Governor Davis is committed to aggressively pursuing these clandestine drug operators who are endangering lives as well as the environment in California. Your reporting on the recklessness of this illicit trade helps bring home the message that there is no future in meth.

Allen Sawyer
Interim Executive Director
Governor’s Office of Criminal Justice Planning

Says who?

Re “Two Little Words” ( SN&R Editorial, July 3):

Thank you for your brave and well-reasoned support of the Pledge decision and for taking the opportunity to educate. According to various polls, as much as 90 percent of the American public disagreed with this decision. That number is as stunning as it is frightening. I especially appreciated your position that the decision was an act of patriotism. I have a rich relationship with a higher power I choose to call God, but I also choose to practice and develop that relationship outside the confines of any particular denomination. As the bumper sticker says, “My God is too big to fit inside one religion.”

Being free from governmental endorsement is as important to me as it is to atheists. It deeply concerns me that the general population doesn’t understand the issue of freedom that’s associated with this. It supports the protection of everyone’s freedom to practice—or not practice—religion exactly as they wish, a fundamental premise of the creation of this grand country in the first place. What could be more patriotic than that? The emotional over-reaction to this decision makes this country look as religiously zealous as those whom we call our enemies. It’s time we take stock and decide what this country is really about, and this decision provides a great opportunity to do just that. I thank you for furthering the discussion.

Steve Haas
via e-mail

Bike riding is not a crime

Re “Capital Bites” (SN&R weekly column):

I would like to clarify a few points that Capital Bites has misrepresented regarding Sacramento Critical Mass over the past several months. (Critical Mass is a community bicycle ride whereby bicycles become traffic.)

To begin with, bicycle riders are not anarchists.
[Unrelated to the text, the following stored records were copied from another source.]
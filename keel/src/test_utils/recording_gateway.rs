//! RecordingGateway — canned tool outputs, recorded calls.

use async_trait::async_trait;
use std::collections::HashMap;
use std::sync::Mutex;

use crate::error::AgentError;
use crate::gateway::ToolGateway;
use crate::tool::{ToolCall, ToolMetrics, ToolResult};

/// A [`ToolGateway`] fake that returns canned outputs per tool name and
/// records every call it receives. Workflow tests assert against the
/// recorded call sequence instead of wiring a full executor stack.
pub struct RecordingGateway {
    responses: HashMap<String, serde_json::Value>,
    calls: Mutex<Vec<ToolCall>>,
}

impl RecordingGateway {
    /// A gateway with the given canned responses.
    pub fn new(responses: HashMap<String, serde_json::Value>) -> Self {
        Self {
            responses,
            calls: Mutex::new(vec![]),
        }
    }

    /// A gateway that answers every tool with `{"ok": true}`.
    pub fn permissive(tool_names: &[&str]) -> Self {
        Self::new(
            tool_names
                .iter()
                .map(|n| (n.to_string(), serde_json::json!({"ok": true})))
                .collect(),
        )
    }

    /// The calls recorded so far, in arrival order.
    pub fn recorded_calls(&self) -> Vec<ToolCall> {
        self.calls.lock().expect("gateway lock").clone()
    }
}

#[async_trait]
impl ToolGateway for RecordingGateway {
    async fn run_tool(&self, call: ToolCall) -> Result<ToolResult, AgentError> {
        self.calls.lock().expect("gateway lock").push(call.clone());
        let now = chrono::Utc::now();
        let metrics = ToolMetrics {
            started_at: now,
            ended_at: now,
        };
        match self.responses.get(&call.tool_name) {
            Some(output) => Ok(ToolResult::ok(&call, output.clone(), metrics)),
            None => Ok(ToolResult::failed(
                &call,
                format!("tool not found: {}", call.tool_name),
                metrics,
            )),
        }
    }

    async fn run_batch(&self, calls: Vec<ToolCall>) -> Result<Vec<ToolResult>, AgentError> {
        let mut results = Vec::with_capacity(calls.len());
        for call in calls {
            results.push(self.run_tool(call).await?);
        }
        Ok(results)
    }

    async fn has_tool(&self, name: &str) -> bool {
        self.responses.contains_key(name)
    }

    async fn tool_names(&self) -> Vec<String> {
        self.responses.keys().cloned().collect()
    }
}
//! The in-process [`ToolGateway`] implementation.
//!
//! Wires security in front of and behind the executor: rate-limit,
//! sanitise input, execute, filter output. This is the only path
//! workflows use to reach tools.

use std::collections::HashMap;
use std::sync::Arc;

use async_trait::async_trait;
use tracing::debug;

use keel::{AgentError, CallId, SessionId, ToolCall, ToolGateway, ToolResult};
use trident_security::SecurityGateway;
use trident_tool::ToolRegistry;

use crate::executor::{ExecuteOptions, ToolExecutor};

/// Registry + executor + security, behind the narrow gateway seam.
pub struct LocalToolGateway {
    registry: Arc<ToolRegistry>,
    executor: ToolExecutor,
    security: Arc<SecurityGateway>,
}

impl LocalToolGateway {
    /// Compose the gateway from its parts. The registry handle must be
    /// the same one the executor runs against.
    pub fn new(
        registry: Arc<ToolRegistry>,
        executor: ToolExecutor,
        security: Arc<SecurityGateway>,
    ) -> Self {
        Self {
            registry,
            executor,
            security,
        }
    }

    /// Controls 1 and 2: rate limit, then sanitise the input in place.
    async fn secure_call(&self, mut call: ToolCall) -> Result<ToolCall, AgentError> {
        let category = self
            .registry
            .category_of(&call.tool_name)
            .await
            .unwrap_or_else(|| "default".to_string());
        self.security
            .check_rate_limit(&call.context.session_id, &call.tool_name, &category)?;
        let sanitized = self
            .security
            .sanitize_input(&call.context.session_id, &call.tool_name, &call.input)?;
        if sanitized != call.input {
            debug!(tool = %call.tool_name, "input sanitised");
            call.input = sanitized;
        }
        Ok(call)
    }

    /// Control 3: filter the result's output, marking redactions.
    fn filter_result(
        &self,
        session: &SessionId,
        mut result: ToolResult,
    ) -> Result<ToolResult, AgentError> {
        let Some(output) = result.output.take() else {
            return Ok(result);
        };
        let filtered = self
            .security
            .filter_output(session, &result.tool_name, &output)?;
        if filtered != output {
            result.metadata.insert("redacted".to_string(), true.into());
        }
        result.output = Some(filtered);
        Ok(result)
    }
}

#[async_trait]
impl ToolGateway for LocalToolGateway {
    async fn run_tool(&self, call: ToolCall) -> Result<ToolResult, AgentError> {
        let session = call.context.session_id.clone();
        let call = self.secure_call(call).await?;
        let result = self
            .executor
            .execute(call, ExecuteOptions::default())
            .await?;
        self.filter_result(&session, result)
    }

    async fn run_batch(&self, calls: Vec<ToolCall>) -> Result<Vec<ToolResult>, AgentError> {
        let mut sessions: HashMap<CallId, SessionId> = HashMap::new();
        let mut secured = Vec::with_capacity(calls.len());
        for call in calls {
            sessions.insert(call.call_id.clone(), call.context.session_id.clone());
            secured.push(self.secure_call(call).await?);
        }
        let results = self.executor.execute_batch(secured).await?;
        results
            .into_iter()
            .map(|result| {
                let session = sessions
                    .get(&result.call_id)
                    .cloned()
                    .unwrap_or_else(|| SessionId::new(""));
                self.filter_result(&session, result)
            })
            .collect()
    }

    async fn has_tool(&self, name: &str) -> bool {
        self.registry.has(name).await
    }

    async fn tool_names(&self) -> Vec<String> {
        self.registry.names().await
    }
}
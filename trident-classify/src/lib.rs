#![deny(missing_docs)]
//! Input classification for trident.
//!
//! Four methods behind one trait (deterministic rules, a structured
//! LLM call, a rule-then-LLM hybrid, and a three-variant voting
//! ensemble) plus [`InputClassifier`], which selects a method per
//! request, falls back on failure, and escalates uncertain results.

mod classifier;
mod ensemble;
mod hybrid;
mod llm;
mod method;
mod rule;

pub use classifier::{ClassifierConfig, InputClassifier};
pub use ensemble::{EnsembleConfig, EnsembleMethod};
pub use hybrid::HybridMethod;
pub use llm::{LlmMethod, LlmMethodConfig};
pub use method::ClassifyMethod;
pub use rule::{RuleConfig, RuleMethod, RuleThresholds};

use keel::ClassificationMethod;
use std::collections::HashMap;
use std::sync::Arc;
use trident_provider::ModelHub;

/// Build the standard method table: rule, llm, hybrid, and ensemble
/// over one provider/model, all with default tuning.
pub fn standard_methods(
    hub: Arc<ModelHub>,
    provider_id: &str,
    model_id: &str,
) -> HashMap<ClassificationMethod, Arc<dyn ClassifyMethod>> {
    let rule = Arc::new(RuleMethod::with_defaults());
    let llm = Arc::new(LlmMethod::new(
        Arc::clone(&hub),
        LlmMethodConfig::new(provider_id, model_id),
    ));
    let hybrid = Arc::new(HybridMethod::new(
        RuleMethod::with_defaults(),
        LlmMethod::new(Arc::clone(&hub), LlmMethodConfig::new(provider_id, model_id)),
        0.8,
    ));
    let ensemble = Arc::new(EnsembleMethod::new(
        hub,
        provider_id,
        model_id,
        EnsembleConfig::default(),
    ));

    let mut methods: HashMap<ClassificationMethod, Arc<dyn ClassifyMethod>> = HashMap::new();
    methods.insert(ClassificationMethod::Rule, rule);
    methods.insert(ClassificationMethod::Llm, llm);
    methods.insert(ClassificationMethod::Hybrid, hybrid);
    methods.insert(ClassificationMethod::Ensemble, ensemble);
    methods
}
In one Capital Bites, it was put in bold type that Critical Mass riders are anarchists. We ride bicycles, regardless of political views. We are interested in having more bikes and fewer cars on the road.

Secondly, the Bicycle Civil Liberties Union does not organize the Critical Mass rides. BCLU is an organization created and run by Jason Meggs, who is very involved in the ride.

And thirdly, in the June 13 Capital Bites, where Bites so generously printed info about the lawsuit against Sacramento Police by the BCLU, there was another misstep. Riders on the June ride were not treated better by the police. Instead, the surveillance was simply overt. Every time riders took over all lanes, we were accosted with loud siren bursts. We, in their communication, are the problem, rather than motorists who become violent.

Critical Mass cyclist Nova Reeves
via e-mail

Shaken, not stirred

Re Ad (SN&R, June 27):

This letter is being written by a long-time Sacramento resident, a long-time reader and advertiser in your paper. However, after noticing the ad on page 46 in the June 27 issue, not only will I not advertise again, I won’t read your paper again. The ad for “custom oil paintings by Joel Dodds” is about hatred of women. For you to run this ad must mean you support this kind of sexually explicit, hideous hatred of women in which also supports “we will make money any way we can.”

The ad showing a woman in a martini glass with her legs spread wide apart is disgusting. Its saying, “It’s just your turn,” promotes and advocates for rape. If that were a black or Hispanic person saying, “She doesn’t love you—it’s your turn,” then you would know (if you had half a brain) that this promotes racist and sexist hatred.

When you can stop promoting hatred for women, which in turn promotes hatred of others, including minorities, let me know.

Nancy Cornelius
Sacramento

Father Sister

Re “Our Lady of Infinite Division” by R.V. Scheide ( SN&R Cover, July 3):

The Catholic Church constantly bemoans its priest shortage. Father James Murphy sites this as one of the reasons that the Legion of Christ was called into Sacramento. Why do we continue to sympathize with the Church’s problems in finding priests, when they continue to deny women the ability to join the priesthood?